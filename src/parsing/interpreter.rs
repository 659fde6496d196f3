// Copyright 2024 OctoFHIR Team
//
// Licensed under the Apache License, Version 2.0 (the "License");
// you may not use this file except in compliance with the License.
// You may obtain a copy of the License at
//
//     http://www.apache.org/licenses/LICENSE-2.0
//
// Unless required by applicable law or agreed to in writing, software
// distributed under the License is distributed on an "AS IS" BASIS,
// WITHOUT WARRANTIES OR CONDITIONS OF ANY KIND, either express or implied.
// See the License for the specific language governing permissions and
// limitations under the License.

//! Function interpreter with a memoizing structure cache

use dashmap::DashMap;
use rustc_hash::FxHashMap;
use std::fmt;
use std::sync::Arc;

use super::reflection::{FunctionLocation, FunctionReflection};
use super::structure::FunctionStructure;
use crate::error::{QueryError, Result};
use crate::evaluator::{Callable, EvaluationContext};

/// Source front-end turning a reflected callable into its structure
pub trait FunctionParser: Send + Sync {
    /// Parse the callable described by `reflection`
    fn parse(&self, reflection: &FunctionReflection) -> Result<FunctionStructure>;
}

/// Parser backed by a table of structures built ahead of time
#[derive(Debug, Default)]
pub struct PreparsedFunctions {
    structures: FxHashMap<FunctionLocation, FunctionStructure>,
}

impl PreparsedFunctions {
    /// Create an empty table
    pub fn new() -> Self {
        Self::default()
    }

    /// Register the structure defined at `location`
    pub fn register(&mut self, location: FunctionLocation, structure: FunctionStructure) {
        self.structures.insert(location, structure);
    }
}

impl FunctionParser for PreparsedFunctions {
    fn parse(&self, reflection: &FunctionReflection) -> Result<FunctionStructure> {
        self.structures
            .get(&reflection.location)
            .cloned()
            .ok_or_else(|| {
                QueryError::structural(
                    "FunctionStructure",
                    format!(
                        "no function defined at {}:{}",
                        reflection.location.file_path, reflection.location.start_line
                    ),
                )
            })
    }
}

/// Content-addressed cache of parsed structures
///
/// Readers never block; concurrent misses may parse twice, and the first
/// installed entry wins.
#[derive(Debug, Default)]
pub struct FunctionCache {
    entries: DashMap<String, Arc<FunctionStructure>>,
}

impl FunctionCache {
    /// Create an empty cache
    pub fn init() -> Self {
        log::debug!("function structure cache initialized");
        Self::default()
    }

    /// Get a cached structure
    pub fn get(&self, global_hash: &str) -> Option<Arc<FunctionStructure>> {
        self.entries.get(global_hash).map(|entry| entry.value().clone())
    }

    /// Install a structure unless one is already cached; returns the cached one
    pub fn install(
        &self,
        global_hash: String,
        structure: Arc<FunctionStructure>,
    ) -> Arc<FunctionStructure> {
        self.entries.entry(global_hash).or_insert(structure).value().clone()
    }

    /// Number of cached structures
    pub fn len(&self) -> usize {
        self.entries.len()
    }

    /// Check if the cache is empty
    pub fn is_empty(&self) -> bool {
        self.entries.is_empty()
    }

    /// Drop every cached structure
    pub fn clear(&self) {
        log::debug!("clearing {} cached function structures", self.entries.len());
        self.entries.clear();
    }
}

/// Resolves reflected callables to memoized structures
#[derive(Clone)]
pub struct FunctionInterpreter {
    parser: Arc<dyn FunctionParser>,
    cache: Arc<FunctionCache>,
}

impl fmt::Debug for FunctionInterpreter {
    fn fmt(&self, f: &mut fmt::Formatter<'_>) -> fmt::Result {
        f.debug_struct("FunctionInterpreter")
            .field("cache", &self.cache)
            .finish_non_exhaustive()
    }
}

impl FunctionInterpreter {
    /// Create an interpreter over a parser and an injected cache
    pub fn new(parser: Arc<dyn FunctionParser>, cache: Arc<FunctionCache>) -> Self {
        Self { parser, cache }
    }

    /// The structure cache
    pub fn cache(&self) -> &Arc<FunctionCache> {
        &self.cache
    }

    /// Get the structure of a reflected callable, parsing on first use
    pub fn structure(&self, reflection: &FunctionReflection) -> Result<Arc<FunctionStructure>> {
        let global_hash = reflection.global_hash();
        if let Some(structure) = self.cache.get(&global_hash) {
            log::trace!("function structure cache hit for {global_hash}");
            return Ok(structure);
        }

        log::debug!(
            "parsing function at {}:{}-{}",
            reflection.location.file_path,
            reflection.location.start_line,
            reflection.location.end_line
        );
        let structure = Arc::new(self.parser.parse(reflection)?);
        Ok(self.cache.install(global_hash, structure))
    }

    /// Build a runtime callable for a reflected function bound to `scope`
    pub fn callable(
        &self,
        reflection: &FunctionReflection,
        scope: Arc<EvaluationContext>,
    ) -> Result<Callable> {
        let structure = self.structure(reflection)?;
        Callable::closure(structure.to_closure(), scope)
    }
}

......

Pull out every line holding "first" from the records above, and copy it.

### Solution below
/// Readers never block; concurrent misses may parse twice, and the first
    /// Get the structure of a reflected callable, parsing on first use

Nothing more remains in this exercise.